Sounds like shit and unintelligible

>Dot on the i is an accent
>English has inanimate gender
>Spelling doesn't match pronunciation therefore the pronunciation is wrong

British linguists everyone

Yeah, the a's and the's is something we don't have in Russian language in any way, shape or form. Nothing even remotely close.
Might be a good rule of thumb: you use "a" when you want to say "any", and "the" when you want to say "that" or "that (particular) one". Like they're almost shortened substitutes for those words.

English is the most efficient language in the world, verbally and written.

If you can't understand English just kys tbqh.

I like how the slave worships the language of his lords.

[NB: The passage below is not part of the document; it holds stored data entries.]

//! Style Metadata Parser Module
//!
//! XLSX内部のXMLファイルから、calamineで取得不可能なスタイル情報を
//! 抽出するモジュール。塗りつぶし色、フォント色、罫線有無、セルごとの
//! スタイル参照、1904年エポック判定を提供します。

use std::collections::HashMap;
use std::io::{Read, Seek};
use zip::ZipArchive;

use crate::error::SheetScoutError;
use crate::security::{validate_archive, validate_zip_path, SecurityConfig};
use crate::types::{Borders, CellStyle, Color};

/// セルスタイル参照（cellXfs要素）
#[derive(Debug, Clone)]
struct CellXf {
    font_id: usize,
    fill_id: usize,
    border_id: usize,
}

/// XLSXスタイルパーサー
///
/// XLSXファイル（ZIPアーカイブ）からXMLを直接解析し、セル単位の
/// スタイル情報（塗りつぶし色・フォント色・罫線有無）を構築します。
/// スタイル情報は先頭シートについてのみ収集します。
#[derive(Debug)]
pub(crate) struct XlsxStyleParser {
    /// styleId -> CellXf のマッピング
    cell_xfs: Vec<CellXf>,
    /// fillId -> 塗りつぶし色（未定義の場合はNone）
    fills: Vec<Option<Color>>,
    /// fontId -> フォント色（未定義の場合はNone）
    fonts: Vec<Option<Color>>,
    /// borderId -> 辺ごとの罫線有無
    borders: Vec<Borders>,
    /// 先頭シートのセル座標（1始まり） -> styleId のマッピング
    cell_style_ids: HashMap<(u32, u32), u32>,
    /// 1904年エポックを使用するかどうか
    is_1904: bool,
}
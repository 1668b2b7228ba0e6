//! Table Detection Example
//!
//! This example demonstrates how to build a command-line tool using
//! sheetscout for detecting styled tables in an Excel workbook.

use std::fs::File;
use std::process;

use sheetscout::{Color, DetectorBuilder, HeaderPolicy, SheetScoutError};

fn main() {
    let args: Vec<String> = std::env::args().collect();

    if args.len() < 2 {
        eprintln!("Usage: {} <input.xlsx> [options]", args[0]);
        eprintln!("\nOptions:");
        eprintln!("  --loose              Match headers on fill color only");
        eprintln!("  --fill <ARGB>        Header fill color (e.g. FF4472C4)");
        eprintln!("  --font <ARGB>        Header font color (e.g. FFFFFFFF)");
        eprintln!("  --json               Print serialized tables as JSON");
        eprintln!("\nExamples:");
        eprintln!("  {} report.xlsx", args[0]);
        eprintln!("  {} report.xlsx --loose --fill FF4472C4", args[0]);
        eprintln!("  {} report.xlsx --json", args[0]);
        process::exit(1);
    }

    let input_path = &args[1];

    // Parse options
    let mut policy = HeaderPolicy::Strict;
    let mut fill = Color::Indexed(4);
    let mut font = Color::rgb("FFFFFFFF");
    let mut print_json = false;
    let mut i = 2;
    while i < args.len() {
        match args[i].as_str() {
            "--loose" => {
                policy = HeaderPolicy::Loose;
                i += 1;
            }
            "--fill" => {
                if i + 1 >= args.len() {
                    eprintln!("Error: --fill requires a value");
                    process::exit(1);
                }
                fill = Color::rgb(&args[i + 1]);
                i += 2;
            }
            "--font" => {
                if i + 1 >= args.len() {
                    eprintln!("Error: --font requires a value");
                    process::exit(1);
                }
                font = Color::rgb(&args[i + 1]);
                i += 2;
            }
            "--json" => {
                print_json = true;
                i += 1;
            }
            other => {
                eprintln!("Error: Unknown option: {}", other);
                process::exit(1);
            }
        }
    }

    if let Err(e) = run(input_path, policy, fill, font, print_json) {
        eprintln!("Error: {}", e);
        process::exit(1);
    }
}

fn run(
    input_path: &str,
    policy: HeaderPolicy,
    fill: Color,
    font: Color,
    print_json: bool,
) -> Result<(), SheetScoutError> {
    let detector = DetectorBuilder::new()
        .with_header_policy(policy)
        .with_header_fill(fill)
        .with_header_font(font)
        .build()?;

    let input = File::open(input_path)?;
    let detected = detector.detect(input)?;

    println!("{} table(s) detected in {}", detected.len(), input_path);
    for (index, entry) in detected.iter().enumerate() {
        println!(
            "  #{}: {} ({} columns, {} rows)",
            index + 1,
            entry.region.to_a1_range(),
            entry.table.columns.len(),
            entry.table.rows.len()
        );
    }

    if print_json {
        let tables: Vec<_> = detected.iter().map(|d| &d.table).collect();
        println!("{}", serde_json::to_string_pretty(&tables)?);
    }

    Ok(())
}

Foreigners struggle with English because their own language is literal barbarian caveman dribble. "Rock take you I head smash" vs "I will smash your skull in with this boulder" English stole and evolved from a dozen other languages within the last 1000 years. It should be taught as the official global langauge of the world.

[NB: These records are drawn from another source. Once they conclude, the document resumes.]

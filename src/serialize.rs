//! Serializer Module
//!
//! 抽出済みテーブルを転送用レコードへ変換するモジュール。
//! 値の型は保存されます（数値は数値のまま、テキストはテキストのまま、
//! 日付は正規化済みの文字列、空セルはnull）。

use serde::{Deserialize, Serialize};
use serde_json::{Map, Number, Value};

use crate::extract::ExtractedTable;
use crate::types::CellValue;

/// シリアライズ済みテーブル（転送・永続化の単位）
///
/// 呼び出し側へ返され、スナップショットとして永続化されるレコードです。
///
/// # JSON表現
///
/// ```json
/// {
///   "columns": ["name", "age"],
///   "rows": [
///     {"name": "Alice", "age": 30},
///     {"name": "Bob", "age": 25}
///   ]
/// }
/// ```
#[derive(Debug, Clone, PartialEq, Serialize, Deserialize)]
pub struct SerializedTable {
    /// 一意化済みの列名（元の列順を保持）
    pub columns: Vec<String>,

    /// データ行のリスト。各行は列名をキーとするマッピング
    pub rows: Vec<Map<String, Value>>,
}

/// 抽出済みテーブルをシリアライズ
///
/// データ行ごとに、最終列名をキーとするマッピングを生成します。
/// 副作用はありません。
pub(crate) fn serialize_table(table: &ExtractedTable) -> SerializedTable {
    let rows = table
        .rows
        .iter()
        .map(|row| {
            let mut obj = Map::new();
            for (column, value) in table.columns.iter().zip(row.iter()) {
                obj.insert(column.clone(), value_to_json(value));
            }
            obj
        })
        .collect();

    SerializedTable {
        columns: table.columns.clone(),
        rows,
    }
}

/// セル値をJSON値へ変換
///
/// 整数値に収まる数値は整数として出力します（`30.0` -> `30`）。
fn value_to_json(value: &CellValue) -> Value {
    match value {
        CellValue::Number(n) => {
            if n.fract() == 0.0 && *n >= i64::MIN as f64 && *n <= i64::MAX as f64 {
                Value::Number(Number::from(*n as i64))
            } else {
                Number::from_f64(*n).map(Value::Number).unwrap_or(Value::Null)
            }
        }
        CellValue::Text(s) => Value::String(s.clone()),
        CellValue::Bool(b) => Value::Bool(*b),
        // DateTime系は抽出時にTextへ正規化済みだが、念のため素通しする
        CellValue::DateTime(serial) => Number::from_f64(*serial)
            .map(Value::Number)
            .unwrap_or(Value::Null),
        CellValue::DateTimeIso(s) => Value::String(s.clone()),
        CellValue::Error(e) => Value::String(e.clone()),
        CellValue::Empty => Value::Null,
    }
}

#[cfg(test)]
mod tests {
    use super::*;
    use serde_json::json;

    #[test]
    fn test_round_trip_columns_and_rows() {
        // columns ["a","b"], rows [[1,2]] ->
        // {columns:["a","b"], rows:[{"a":1,"b":2}]}
        let table = ExtractedTable {
            columns: vec!["a".to_string(), "b".to_string()],
            rows: vec![vec![CellValue::Number(1.0), CellValue::Number(2.0)]],
        };

        let serialized = serialize_table(&table);
        let value = serde_json::to_value(&serialized).unwrap();

        assert_eq!(
            value,
            json!({
                "columns": ["a", "b"],
                "rows": [{"a": 1, "b": 2}]
            })
        );
    }

    #[test]
    fn test_value_types_preserved() {
        let table = ExtractedTable {
            columns: vec![
                "num".to_string(),
                "text".to_string(),
                "flag".to_string(),
                "when".to_string(),
                "blank".to_string(),
            ],
            rows: vec![vec![
                CellValue::Number(12.5),
                CellValue::Text("hello".to_string()),
                CellValue::Bool(true),
                CellValue::Text("2024-01-15".to_string()),
                CellValue::Empty,
            ]],
        };

        let serialized = serialize_table(&table);
        let row = &serialized.rows[0];

        assert_eq!(row["num"], json!(12.5));
        assert_eq!(row["text"], json!("hello"));
        assert_eq!(row["flag"], json!(true));
        assert_eq!(row["when"], json!("2024-01-15"));
        assert_eq!(row["blank"], Value::Null);
    }

    #[test]
    fn test_integral_numbers_serialize_as_integers() {
        assert_eq!(value_to_json(&CellValue::Number(30.0)), json!(30));
        assert_eq!(value_to_json(&CellValue::Number(-7.0)), json!(-7));
        assert_eq!(value_to_json(&CellValue::Number(0.5)), json!(0.5));
    }

    #[test]
    fn test_empty_table_serializes_to_empty_rows() {
        let table = ExtractedTable {
            columns: vec!["a".to_string()],
            rows: Vec::new(),
        };

        let serialized = serialize_table(&table);
        assert_eq!(serialized.columns, vec!["a"]);
        assert!(serialized.rows.is_empty());
    }

    #[test]
    fn test_serialized_table_json_round_trip() {
        let table = ExtractedTable {
            columns: vec!["name".to_string(), "age".to_string()],
            rows: vec![
                vec![
                    CellValue::Text("Alice".to_string()),
                    CellValue::Number(30.0),
                ],
                vec![CellValue::Text("Bob".to_string()), CellValue::Number(25.0)],
            ],
        };

        let serialized = serialize_table(&table);
        let json_text = serde_json::to_string(&serialized).unwrap();
        let restored: SerializedTable = serde_json::from_str(&json_text).unwrap();

        assert_eq!(restored, serialized);
    }
}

Is this what hearing English is like for 3rd worlders? it's so smooth.

Maybe, but how would you know it?

>English sounds robotic and lifeless
Huh. Weird take. I don't think you can say something like that about language itself but I'm sure Americans and the English are generally more expressive in their speech than Russians. It's not like it's always a good think. Having to listen to two Americans talk near you through whole bus ride can be draining as fuck.

>* No accents means it can be hard to pronounce some words (rough, tough, plough, through, though)

Reminds me of


> Dot on the i is an accent
The dot on the 'i' is what he would call an 'accent', though it's proper name is a 'diacritical mark'. The Australian would be confused by that though.

> English has inanimate gender
Learn to read; I never said that. I said it has *animate* gender.

> Spelling doesn't match pronunciation therefore the pronunciation is wrong
I never said that either. The pronunciation is merely *different* from what has been encapsulated in the spelling. Again, learn to read.

The words 'a' and 'an' come from the original word for 'one', so they literally mean 'one thing', and are used when you wish to specify one indefinite instance of a particular thing ('one of them, I don't care which'), e.g.

> Give me an apple
> Give me one apple (I don't care which apple)

> I shall go on a journey
> I shall go on a single journey (it does not matter which one)

The word 'the' did, indeed, originally come from an Old English word for 'that', and it can be used interchangeably with it. 'The' is used when you wish to specify something which has been (previously in the conversation, or in some other way) pointed out before, and which all persons in the conversation know.

> Give me the apple
> Give me that apple
> Give me the apple we were just talking about, or the apple we all know we're talking about

> I shall go on the journey
> I shall go on that journey
> I shall go on the journey which we all know about

The articles are pretty neat, and a very subtle way to narrow or broaden the conversation. I can't imagine not having them: languages without them sound babyish.

> Give me apple
> I shall go on journey

Also English, unlike French, never uses 'the' for abstract nouns or countries.

> I love reading (the act of reading)
> J'aime la lecture.

> I love France.
> J'aime la France.

English has weird rules that has a lot exceptions to those weird rules with weird rules between the burger and queen versions.

English must sound good to many people given how popular both our country's music is around the world. I mean yeah talking and singing is different, but just look at Dutch and how awful that still sounds when singing lmao.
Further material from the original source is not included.